Utopie climatique et paranoïa aqueuse
Ainsi à partir de l’hypothèse scientifique qui veut que la marée puisse disparaître subitement avant un tremblement de terre, c’est l’ensemble de nos repères que s’amuse à chambouler la réalisatrice, imaginant une ville hors du temps où un café est ouvert non stop et où une fillette somnambule marche toutes les nuits vers la plage. Une utopie climatique où le symbole suprême est l’eau, déclinée sous toutes ses formes (canadair, bouteille, robinet, aquarium, sueur...) et bientôt phagocytée par le sable. Le climat qui s’instaure alors, à l’instar du générique assez space, est celui d’une paranoïa suspicieuse qui fait la nique à l’interprétation poétique ou métaphorique du phénomène.

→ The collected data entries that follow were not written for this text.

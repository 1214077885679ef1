// Copyright (C) 2026 Fred Clausen
// Use of this source code is governed by an MIT-style
// license that can be found in the LICENSE file or at
// https://opensource.org/licenses/MIT.

//! Actor queries.

use diesel::SqliteConnection;
use diesel::prelude::*;
use tracing::debug;

use crate::data_models::ActorData;
use crate::diesel_schema::actors;
use crate::error::PersistenceError;

/// Diesel Queryable struct for actor rows.
#[derive(Queryable, Selectable)]
#[diesel(table_name = actors)]
struct ActorRow {
    actor_id: String,
    code: String,
    display_name: String,
    email: String,
    role: String,
    created_at: String,
}

/// Retrieves an actor by its external identity handle.
///
/// # Arguments
///
/// * `conn` - The database connection
/// * `actor_id` - The external identity handle to look up
///
/// # Errors
///
/// Returns an error if the database query fails.
/// Returns `Ok(None)` if the actor is not found.
pub fn get_actor_by_id(
    conn: &mut SqliteConnection,
    actor_id: &str,
) -> Result<Option<ActorData>, PersistenceError> {
    debug!("Looking up actor by actor_id: {}", actor_id);

    let result: Result<ActorRow, diesel::result::Error> = actors::table
        .filter(actors::actor_id.eq(actor_id))
        .select(ActorRow::as_select())
        .first(conn);

    match result {
        Ok(row) => Ok(Some(ActorData {
            actor_id: row.actor_id,
            code: row.code,
            display_name: row.display_name,
            email: row.email,
            role: row.role,
            created_at: row.created_at,
        })),
        Err(diesel::result::Error::NotFound) => Ok(None),
        Err(e) => Err(PersistenceError::from(e)),
    }
}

Et c’est là où le bât blesse quelque peu car, parce qu’elle refuse jusqu’au bout de trancher entre les deux hypothèses, Manon Briand nous laisse sur notre faim en préférant ne pas illustrer la catastrophe qu’on attendait depuis le début.
Par là même cette mystérieuse interruption du cycle des flots devient davantage frustrante que stimulante. De la confrontation chez Alice entre l’imprévisible, l’impossible et le calcul statistique on attend une mutation de sa vision du monde, une métaphysique qui intervient en effet mais à laquelle la réalisatrice refuse de donner forme in fine, ce que l’on regrette car ce scepticisme, entendu au sens propre comme le refus de conclure et de tirer des principes des postulats initiaux, nuit à la qualité du suspense de l’ensemble, déjà appauvri par l’absence de tout bonus à se mettre sous la dent. Reste un travail formel intéressant, très abouti esthétiquement, en ce qui concerne le jeu sur les fluides, qui représentent ici à la fois la mer, les vagues, la sueur et les larmes et, sous un angle physique, la première manifestation visible du chaos.
Du métabolisme du désir à la métamorphose topologique, d’un dérèglement à un autre, de la ratio à la déraison, La Turbulence des fluides permet au moins de s’imprégner d’une atmosphère moite et étrange qui souffre cependant d’un déficit d’embolie catastrophico-fictionnelle. La preuve peut-être qu’il est difficile de traiter l’ennui sans être attiré par sa léthargie consubstantielle.